Study Suggests That Privately Owned Companies are Better Innovators
Thursday, November 7th, 2013
It’s easy to believe that large publicly funded companies are more innovative than their privately owned counterparts, including small businesses. But one study from researchers at the Wharton School, University of Pennsylvania and international business school INSEAD suggests this may not always be so.
In the study (PDF), Entrepreneurial Exits and Innovation, researchers followed 460 biotechnology firms, all venture-capital funded and founded between 1980 and 2000. The study measured innovation based on the number of patents each company filed.
The study found that privately run companies had the highest level of innovation. Meanwhile, companies that had been taken public had the lowest. And private companies taken over by public firms were somewhere in between.
In a post on The Wharton School’s official blog, Wharton management professor and researcher David Hsu speculated too much public pressure plus the pressure to report to stock holders caused the problems. He added:
If you can stay private, you feel free to experiment more. No one’s going to find out whether what you’re trying to do is successful or less successful. You can aim for the fences more.
Meanwhile, in the same post Hsu’s co-researcher, Professor of Entrepreneurship and Family Enterprise at INSEAD Vikas A. Aggarwal observed:
You will have a shift in the types of projects you select. In a public setting, you have a much lower ability to take on riskier projects; you lower your tolerance for failure.
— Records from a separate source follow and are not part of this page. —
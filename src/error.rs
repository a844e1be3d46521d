use std::path::PathBuf;
use thiserror::Error;

/// The main error type for platescan operations.
#[derive(Debug, Error)]
pub enum PlatescanError {
    #[error("IO error: {0}")]
    Io(#[from] std::io::Error),

    #[error("Failed to decode image {path}: {source}")]
    ImageDecode {
        path: PathBuf,
        #[source]
        source: image::ImageError,
    },

    #[error("Failed to encode image {path}: {source}")]
    ImageEncode {
        path: PathBuf,
        #[source]
        source: image::ImageError,
    },

    #[error("Failed to parse detections from {path}: {source}")]
    DetectionsParse {
        path: PathBuf,
        #[source]
        source: serde_json::Error,
    },

    #[error("Invalid detections in {path}: {message}")]
    InvalidDetections { path: PathBuf, message: String },

    #[error("Failed to parse probabilities from {path}: {source}")]
    ProbabilitiesParse {
        path: PathBuf,
        #[source]
        source: serde_json::Error,
    },

    #[error("Invalid probabilities: {message}")]
    InvalidProbabilities { message: String },

    #[error("Failed to parse config {path}: {source}")]
    ConfigParse {
        path: PathBuf,
        #[source]
        source: serde_yaml::Error,
    },

    #[error("Invalid configuration: {message}")]
    InvalidConfig { message: String },

    #[error("{service} API key not configured. Set the {env} environment variable.")]
    MissingApiKey { service: &'static str, env: String },

    #[error("{service} request failed: {message}")]
    Http {
        service: &'static str,
        message: String,
    },

    #[error("Unexpected {service} response: {message}")]
    ApiResponse {
        service: &'static str,
        message: String,
    },

    #[error("Failed to create output file {path}: {source}")]
    OutputCreate {
        path: PathBuf,
        #[source]
        source: std::io::Error,
    },

    #[error("Failed to write report: {source}")]
    ReportWrite {
        #[source]
        source: serde_json::Error,
    },

    #[error("Unsupported {kind}: {value}")]
    Unsupported { kind: &'static str, value: String },
}
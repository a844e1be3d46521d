//! Fuzz target for detections documents.
//!
//! Parses arbitrary bytes as a detections document and, when that succeeds,
//! decodes every mask for a small image.

#![no_main]

use libfuzzer_sys::fuzz_target;
use platescan::detections::from_detections_slice;

fuzz_target!(|data: &[u8]| {
    if data.len() > 10 * 1024 * 1024 {
        return;
    }

    if let Ok(doc) = from_detections_slice(data) {
        let _ = doc.to_regions(64, 48);
    }
});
Small businesses do not take venture capital and few have ever considered taking their businesses public, or even would if they could. Still, the results make sense when we think about the motivations small businesses have for sometimes rejecting outside money and the interference that can come with it.
One problem with raising funds for your business is that it’s easy to let your focus drift. You may begin worrying more about existing or potential investors than about serving your customers.
Focus on delivering products and services your customers will love. That’s often what leads to innovation…and to a thriving business too.